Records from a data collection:

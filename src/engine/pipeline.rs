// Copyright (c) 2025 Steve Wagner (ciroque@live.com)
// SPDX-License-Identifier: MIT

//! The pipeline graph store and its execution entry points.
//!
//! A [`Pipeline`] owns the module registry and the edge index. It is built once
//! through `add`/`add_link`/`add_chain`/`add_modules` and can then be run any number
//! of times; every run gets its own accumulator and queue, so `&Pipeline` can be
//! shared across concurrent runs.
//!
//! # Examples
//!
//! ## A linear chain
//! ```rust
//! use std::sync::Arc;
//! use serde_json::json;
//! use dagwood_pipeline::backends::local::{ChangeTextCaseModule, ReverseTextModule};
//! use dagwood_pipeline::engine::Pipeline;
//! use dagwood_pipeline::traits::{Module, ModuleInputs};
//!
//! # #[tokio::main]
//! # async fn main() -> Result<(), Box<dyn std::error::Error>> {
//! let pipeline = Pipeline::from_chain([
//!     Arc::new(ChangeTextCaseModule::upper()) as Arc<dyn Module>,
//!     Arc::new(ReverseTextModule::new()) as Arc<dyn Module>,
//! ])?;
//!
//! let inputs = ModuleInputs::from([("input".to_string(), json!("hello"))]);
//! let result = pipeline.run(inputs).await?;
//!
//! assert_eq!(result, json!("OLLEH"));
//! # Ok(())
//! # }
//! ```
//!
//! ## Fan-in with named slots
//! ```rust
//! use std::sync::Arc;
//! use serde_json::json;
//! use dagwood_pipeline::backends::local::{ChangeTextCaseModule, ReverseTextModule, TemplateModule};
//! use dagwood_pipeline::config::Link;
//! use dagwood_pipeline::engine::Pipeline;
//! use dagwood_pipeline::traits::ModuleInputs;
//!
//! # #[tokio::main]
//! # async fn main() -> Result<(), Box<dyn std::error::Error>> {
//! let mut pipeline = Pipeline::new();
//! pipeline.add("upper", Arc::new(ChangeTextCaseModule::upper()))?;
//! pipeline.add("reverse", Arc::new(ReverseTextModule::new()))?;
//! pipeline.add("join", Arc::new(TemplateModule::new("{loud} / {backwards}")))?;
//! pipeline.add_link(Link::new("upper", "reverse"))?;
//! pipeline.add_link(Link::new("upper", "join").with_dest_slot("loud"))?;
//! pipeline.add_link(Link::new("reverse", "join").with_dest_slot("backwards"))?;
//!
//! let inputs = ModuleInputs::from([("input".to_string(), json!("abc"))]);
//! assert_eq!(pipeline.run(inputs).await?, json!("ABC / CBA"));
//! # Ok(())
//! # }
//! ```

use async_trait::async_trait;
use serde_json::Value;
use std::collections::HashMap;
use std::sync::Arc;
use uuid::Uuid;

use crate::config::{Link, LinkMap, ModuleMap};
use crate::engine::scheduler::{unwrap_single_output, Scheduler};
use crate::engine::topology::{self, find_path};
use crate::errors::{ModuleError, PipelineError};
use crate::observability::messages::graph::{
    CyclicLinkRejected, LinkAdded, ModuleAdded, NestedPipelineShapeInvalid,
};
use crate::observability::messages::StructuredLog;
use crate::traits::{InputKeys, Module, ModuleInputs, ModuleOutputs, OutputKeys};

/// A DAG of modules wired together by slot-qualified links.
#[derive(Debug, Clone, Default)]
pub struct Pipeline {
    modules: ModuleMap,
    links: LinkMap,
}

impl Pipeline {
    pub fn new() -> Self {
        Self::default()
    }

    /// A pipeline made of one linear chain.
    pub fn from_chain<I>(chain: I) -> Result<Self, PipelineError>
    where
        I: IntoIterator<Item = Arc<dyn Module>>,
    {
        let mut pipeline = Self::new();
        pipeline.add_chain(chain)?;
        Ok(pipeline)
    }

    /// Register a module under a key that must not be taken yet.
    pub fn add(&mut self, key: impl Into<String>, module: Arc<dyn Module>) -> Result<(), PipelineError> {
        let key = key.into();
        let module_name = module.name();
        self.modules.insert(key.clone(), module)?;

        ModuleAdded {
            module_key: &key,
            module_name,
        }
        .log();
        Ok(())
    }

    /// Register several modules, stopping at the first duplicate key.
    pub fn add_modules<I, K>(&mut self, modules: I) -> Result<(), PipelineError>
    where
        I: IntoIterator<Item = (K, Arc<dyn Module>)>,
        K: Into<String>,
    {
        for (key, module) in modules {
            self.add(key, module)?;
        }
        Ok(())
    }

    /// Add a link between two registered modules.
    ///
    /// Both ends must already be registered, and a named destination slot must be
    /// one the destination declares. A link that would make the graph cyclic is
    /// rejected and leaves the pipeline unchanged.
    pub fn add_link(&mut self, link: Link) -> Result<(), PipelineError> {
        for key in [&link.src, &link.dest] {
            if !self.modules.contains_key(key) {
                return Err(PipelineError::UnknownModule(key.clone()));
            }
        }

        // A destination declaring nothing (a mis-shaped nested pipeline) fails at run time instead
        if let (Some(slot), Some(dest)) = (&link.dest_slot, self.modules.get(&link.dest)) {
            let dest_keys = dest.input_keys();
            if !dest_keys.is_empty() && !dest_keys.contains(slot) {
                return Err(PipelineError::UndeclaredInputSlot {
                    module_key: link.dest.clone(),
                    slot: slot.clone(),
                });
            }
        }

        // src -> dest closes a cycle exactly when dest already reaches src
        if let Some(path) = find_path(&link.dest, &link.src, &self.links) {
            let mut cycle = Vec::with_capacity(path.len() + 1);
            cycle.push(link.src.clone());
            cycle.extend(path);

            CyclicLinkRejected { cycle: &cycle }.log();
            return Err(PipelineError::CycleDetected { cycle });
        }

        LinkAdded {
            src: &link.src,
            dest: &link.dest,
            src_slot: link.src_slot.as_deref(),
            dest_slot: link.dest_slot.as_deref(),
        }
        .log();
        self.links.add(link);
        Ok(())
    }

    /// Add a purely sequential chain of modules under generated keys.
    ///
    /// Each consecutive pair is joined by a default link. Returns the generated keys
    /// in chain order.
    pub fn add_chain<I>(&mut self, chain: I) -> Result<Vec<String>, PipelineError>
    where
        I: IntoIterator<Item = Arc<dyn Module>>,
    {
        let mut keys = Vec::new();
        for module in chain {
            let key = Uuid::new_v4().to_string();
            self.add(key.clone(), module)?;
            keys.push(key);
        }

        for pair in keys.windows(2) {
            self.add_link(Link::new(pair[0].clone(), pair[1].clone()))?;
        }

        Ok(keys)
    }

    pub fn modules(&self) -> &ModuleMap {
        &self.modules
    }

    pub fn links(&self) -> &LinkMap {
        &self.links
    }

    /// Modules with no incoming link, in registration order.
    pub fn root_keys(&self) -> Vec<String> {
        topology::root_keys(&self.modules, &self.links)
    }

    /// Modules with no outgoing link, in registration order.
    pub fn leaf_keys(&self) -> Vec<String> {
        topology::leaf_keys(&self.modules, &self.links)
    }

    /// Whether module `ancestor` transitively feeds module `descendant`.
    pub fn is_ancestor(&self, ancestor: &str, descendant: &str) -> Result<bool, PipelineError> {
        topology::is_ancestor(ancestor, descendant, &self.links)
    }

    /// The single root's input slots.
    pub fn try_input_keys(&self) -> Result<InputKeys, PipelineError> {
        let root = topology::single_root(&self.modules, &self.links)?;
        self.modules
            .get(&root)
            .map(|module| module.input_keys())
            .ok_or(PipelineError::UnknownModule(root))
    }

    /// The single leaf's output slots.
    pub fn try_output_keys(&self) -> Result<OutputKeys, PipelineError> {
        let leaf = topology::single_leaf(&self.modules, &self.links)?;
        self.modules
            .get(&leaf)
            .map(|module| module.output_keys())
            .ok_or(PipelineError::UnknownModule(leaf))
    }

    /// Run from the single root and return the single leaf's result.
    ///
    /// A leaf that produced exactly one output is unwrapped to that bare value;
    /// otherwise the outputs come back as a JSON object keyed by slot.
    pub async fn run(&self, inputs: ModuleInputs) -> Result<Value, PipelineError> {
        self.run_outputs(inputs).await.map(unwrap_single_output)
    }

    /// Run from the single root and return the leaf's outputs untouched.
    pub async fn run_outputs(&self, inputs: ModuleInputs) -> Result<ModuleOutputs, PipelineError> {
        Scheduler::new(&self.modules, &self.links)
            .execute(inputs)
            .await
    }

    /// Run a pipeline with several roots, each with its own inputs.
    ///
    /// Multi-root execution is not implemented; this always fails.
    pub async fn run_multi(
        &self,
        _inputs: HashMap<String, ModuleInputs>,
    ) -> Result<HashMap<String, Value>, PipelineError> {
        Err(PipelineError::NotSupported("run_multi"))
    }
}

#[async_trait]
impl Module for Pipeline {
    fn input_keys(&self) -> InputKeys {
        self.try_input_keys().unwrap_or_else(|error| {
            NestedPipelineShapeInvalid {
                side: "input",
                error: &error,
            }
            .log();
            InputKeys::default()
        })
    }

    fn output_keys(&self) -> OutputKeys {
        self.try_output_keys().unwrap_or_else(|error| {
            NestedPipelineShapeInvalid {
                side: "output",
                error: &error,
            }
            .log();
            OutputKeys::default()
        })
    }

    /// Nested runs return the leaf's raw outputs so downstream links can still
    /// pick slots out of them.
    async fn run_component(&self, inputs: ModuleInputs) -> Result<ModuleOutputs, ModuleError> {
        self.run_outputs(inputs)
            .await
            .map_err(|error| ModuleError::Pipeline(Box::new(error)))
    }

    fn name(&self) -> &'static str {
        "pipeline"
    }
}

Instructions for the task: Output all lines from the beginning of the data up to the line holding "run any number", that line included, exactly as written.

Solution to this exercise:
filename src/engine/pipeline.rs
// Copyright (c) 2025 Steve Wagner (ciroque@live.com)
// SPDX-License-Identifier: MIT

//! The pipeline graph store and its execution entry points.
//!
//! A [`Pipeline`] owns the module registry and the edge index. It is built once
//! through `add`/`add_link`/`add_chain`/`add_modules` and can then be run any number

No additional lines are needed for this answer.